# Assignment
In the entries that follow, the line with "self.slots.back().map(|slot| slot.sequence)" opens the range and the line with "fn materialize(&self, sequence: u64)" closes it; repeat that range exactly, both lines included.

# Raw data
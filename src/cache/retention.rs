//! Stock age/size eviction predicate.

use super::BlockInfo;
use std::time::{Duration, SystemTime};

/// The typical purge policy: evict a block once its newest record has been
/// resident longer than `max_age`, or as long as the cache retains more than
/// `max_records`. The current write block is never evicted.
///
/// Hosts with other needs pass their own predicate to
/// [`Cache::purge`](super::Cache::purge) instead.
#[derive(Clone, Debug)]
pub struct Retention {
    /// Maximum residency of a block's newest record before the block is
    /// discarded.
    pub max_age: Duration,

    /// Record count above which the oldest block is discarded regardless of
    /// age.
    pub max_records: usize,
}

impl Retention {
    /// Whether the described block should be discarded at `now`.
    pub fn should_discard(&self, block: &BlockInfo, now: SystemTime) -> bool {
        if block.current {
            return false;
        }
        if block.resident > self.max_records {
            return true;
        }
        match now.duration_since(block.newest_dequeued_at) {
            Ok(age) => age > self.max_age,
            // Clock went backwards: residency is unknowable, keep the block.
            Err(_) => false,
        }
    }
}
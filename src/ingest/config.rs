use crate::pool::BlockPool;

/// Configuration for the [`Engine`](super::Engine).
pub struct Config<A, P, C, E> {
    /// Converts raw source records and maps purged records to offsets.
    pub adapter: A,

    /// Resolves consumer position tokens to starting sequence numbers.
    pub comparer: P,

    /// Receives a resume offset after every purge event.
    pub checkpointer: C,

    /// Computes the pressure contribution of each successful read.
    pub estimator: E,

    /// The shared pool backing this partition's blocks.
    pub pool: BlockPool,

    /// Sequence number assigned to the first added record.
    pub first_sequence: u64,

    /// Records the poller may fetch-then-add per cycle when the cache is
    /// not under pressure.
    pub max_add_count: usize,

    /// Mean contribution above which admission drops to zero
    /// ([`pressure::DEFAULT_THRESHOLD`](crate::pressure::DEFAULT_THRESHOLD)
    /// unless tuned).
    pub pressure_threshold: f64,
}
...
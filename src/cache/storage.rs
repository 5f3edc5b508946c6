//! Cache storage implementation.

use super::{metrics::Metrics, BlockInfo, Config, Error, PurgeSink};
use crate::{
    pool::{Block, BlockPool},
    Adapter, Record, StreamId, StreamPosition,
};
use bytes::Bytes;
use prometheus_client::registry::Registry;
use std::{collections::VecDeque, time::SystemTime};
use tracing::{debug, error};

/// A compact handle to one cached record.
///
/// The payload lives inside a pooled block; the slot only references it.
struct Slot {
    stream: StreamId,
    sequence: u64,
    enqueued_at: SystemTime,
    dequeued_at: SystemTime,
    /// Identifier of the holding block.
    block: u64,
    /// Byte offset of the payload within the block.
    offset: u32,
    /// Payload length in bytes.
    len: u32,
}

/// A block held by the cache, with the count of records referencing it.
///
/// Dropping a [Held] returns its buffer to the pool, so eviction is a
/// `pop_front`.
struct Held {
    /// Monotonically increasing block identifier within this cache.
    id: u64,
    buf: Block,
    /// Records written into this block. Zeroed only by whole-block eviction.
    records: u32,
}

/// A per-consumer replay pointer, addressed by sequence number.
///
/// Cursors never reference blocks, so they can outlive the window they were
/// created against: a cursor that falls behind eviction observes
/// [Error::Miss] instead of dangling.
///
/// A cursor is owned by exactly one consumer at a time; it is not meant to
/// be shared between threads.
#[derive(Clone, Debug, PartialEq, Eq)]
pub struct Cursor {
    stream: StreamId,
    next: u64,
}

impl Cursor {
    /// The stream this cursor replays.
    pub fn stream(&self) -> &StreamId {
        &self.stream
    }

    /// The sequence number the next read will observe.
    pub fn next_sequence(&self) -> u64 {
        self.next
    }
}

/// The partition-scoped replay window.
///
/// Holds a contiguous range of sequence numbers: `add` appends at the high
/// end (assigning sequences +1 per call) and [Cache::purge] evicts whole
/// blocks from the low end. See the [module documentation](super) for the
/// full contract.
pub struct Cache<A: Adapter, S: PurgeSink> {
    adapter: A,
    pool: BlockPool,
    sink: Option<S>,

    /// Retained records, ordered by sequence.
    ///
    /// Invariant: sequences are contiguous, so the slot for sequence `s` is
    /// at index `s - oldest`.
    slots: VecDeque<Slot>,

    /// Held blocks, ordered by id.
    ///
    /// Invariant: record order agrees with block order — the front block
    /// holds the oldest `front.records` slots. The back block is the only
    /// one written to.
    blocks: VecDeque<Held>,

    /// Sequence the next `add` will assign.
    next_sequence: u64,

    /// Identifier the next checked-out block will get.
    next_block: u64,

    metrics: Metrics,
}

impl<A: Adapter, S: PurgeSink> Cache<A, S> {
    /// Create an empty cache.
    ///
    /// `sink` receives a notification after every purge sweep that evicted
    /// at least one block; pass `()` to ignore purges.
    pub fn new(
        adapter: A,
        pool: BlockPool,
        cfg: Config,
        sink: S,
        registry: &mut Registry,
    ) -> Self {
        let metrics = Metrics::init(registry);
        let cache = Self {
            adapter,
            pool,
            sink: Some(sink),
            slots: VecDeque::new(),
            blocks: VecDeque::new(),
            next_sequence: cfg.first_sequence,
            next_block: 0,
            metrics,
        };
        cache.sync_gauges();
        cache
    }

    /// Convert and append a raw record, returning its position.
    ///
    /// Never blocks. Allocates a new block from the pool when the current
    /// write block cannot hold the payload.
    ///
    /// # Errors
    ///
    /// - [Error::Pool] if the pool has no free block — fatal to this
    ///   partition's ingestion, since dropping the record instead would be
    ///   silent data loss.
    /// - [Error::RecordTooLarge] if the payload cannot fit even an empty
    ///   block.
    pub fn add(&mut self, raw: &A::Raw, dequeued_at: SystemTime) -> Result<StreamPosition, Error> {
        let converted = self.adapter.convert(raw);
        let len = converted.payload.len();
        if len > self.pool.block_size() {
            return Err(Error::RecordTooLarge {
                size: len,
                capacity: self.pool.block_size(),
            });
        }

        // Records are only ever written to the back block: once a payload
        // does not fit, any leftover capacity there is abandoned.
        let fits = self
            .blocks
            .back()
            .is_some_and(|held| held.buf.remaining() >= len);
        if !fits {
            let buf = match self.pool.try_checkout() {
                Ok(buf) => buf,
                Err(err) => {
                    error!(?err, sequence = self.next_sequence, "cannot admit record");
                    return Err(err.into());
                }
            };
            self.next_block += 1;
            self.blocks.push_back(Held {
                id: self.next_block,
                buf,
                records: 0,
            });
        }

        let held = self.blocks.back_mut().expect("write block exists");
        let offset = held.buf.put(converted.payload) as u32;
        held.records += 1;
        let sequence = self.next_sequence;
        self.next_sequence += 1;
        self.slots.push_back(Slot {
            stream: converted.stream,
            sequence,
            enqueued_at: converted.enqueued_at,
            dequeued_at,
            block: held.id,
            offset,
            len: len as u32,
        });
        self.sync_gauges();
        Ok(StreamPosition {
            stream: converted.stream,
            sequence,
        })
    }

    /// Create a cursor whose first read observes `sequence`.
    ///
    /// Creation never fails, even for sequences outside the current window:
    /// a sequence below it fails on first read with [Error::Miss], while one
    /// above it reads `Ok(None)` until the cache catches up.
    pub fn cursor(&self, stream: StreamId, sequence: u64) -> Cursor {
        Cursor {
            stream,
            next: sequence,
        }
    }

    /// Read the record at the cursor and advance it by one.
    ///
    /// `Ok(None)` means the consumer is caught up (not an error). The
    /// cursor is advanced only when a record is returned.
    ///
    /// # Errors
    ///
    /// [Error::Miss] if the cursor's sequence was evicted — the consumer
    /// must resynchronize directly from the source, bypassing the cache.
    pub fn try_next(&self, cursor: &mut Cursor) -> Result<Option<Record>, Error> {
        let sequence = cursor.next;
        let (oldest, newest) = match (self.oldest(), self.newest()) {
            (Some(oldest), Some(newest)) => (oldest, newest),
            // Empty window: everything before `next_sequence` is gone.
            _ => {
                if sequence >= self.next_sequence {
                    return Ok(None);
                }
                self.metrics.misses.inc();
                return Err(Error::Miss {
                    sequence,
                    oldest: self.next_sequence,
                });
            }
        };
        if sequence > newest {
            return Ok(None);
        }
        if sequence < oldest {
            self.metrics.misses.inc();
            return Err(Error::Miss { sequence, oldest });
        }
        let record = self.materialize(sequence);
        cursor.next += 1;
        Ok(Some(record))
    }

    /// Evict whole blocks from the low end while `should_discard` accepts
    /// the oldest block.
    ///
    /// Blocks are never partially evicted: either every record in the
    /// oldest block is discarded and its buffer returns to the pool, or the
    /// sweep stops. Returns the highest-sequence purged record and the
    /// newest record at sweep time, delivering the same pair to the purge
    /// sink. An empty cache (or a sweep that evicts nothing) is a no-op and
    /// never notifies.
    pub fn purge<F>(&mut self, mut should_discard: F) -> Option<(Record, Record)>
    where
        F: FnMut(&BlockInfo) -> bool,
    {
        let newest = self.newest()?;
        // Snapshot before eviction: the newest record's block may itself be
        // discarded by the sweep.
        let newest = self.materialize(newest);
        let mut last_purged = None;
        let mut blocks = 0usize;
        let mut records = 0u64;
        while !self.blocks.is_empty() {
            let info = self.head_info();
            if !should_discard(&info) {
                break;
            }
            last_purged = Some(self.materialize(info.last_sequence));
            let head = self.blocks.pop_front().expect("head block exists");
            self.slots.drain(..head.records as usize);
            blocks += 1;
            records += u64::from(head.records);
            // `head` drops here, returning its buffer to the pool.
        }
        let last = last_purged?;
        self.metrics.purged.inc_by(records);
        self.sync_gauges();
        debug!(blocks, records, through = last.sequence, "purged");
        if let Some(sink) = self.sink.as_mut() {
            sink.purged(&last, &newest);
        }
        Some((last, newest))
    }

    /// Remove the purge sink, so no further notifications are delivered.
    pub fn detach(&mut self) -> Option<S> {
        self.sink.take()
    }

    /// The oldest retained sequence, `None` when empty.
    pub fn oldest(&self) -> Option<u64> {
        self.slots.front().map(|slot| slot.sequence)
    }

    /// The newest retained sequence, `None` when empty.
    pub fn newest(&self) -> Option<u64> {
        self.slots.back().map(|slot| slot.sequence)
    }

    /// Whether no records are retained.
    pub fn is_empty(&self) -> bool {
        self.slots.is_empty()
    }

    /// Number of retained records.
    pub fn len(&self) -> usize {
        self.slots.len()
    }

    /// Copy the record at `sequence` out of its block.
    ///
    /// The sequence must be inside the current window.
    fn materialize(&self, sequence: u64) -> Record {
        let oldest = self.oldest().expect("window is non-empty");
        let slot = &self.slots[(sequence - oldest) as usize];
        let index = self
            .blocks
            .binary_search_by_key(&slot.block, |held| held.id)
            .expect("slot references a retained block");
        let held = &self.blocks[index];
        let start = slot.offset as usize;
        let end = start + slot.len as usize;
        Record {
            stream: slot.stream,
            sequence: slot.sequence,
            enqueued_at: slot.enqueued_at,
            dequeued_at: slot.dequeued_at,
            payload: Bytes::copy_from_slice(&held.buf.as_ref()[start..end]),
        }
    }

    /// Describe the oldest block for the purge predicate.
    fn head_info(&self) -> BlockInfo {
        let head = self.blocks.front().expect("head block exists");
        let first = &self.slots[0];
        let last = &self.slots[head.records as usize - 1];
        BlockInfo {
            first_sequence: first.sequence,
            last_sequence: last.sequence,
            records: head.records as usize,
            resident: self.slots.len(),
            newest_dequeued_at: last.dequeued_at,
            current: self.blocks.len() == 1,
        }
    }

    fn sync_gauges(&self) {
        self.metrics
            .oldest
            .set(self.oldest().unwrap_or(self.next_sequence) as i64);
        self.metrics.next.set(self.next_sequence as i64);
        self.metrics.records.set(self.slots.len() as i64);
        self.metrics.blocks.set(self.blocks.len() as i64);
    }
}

# Task result
        self.slots.back().map(|slot| slot.sequence)
    }

    /// Whether no records are retained.
    pub fn is_empty(&self) -> bool {
        self.slots.is_empty()
    }

    /// Number of retained records.
    pub fn len(&self) -> usize {
        self.slots.len()
    }

    /// Copy the record at `sequence` out of its block.
    ///
    /// The sequence must be inside the current window.
    fn materialize(&self, sequence: u64) -> Record {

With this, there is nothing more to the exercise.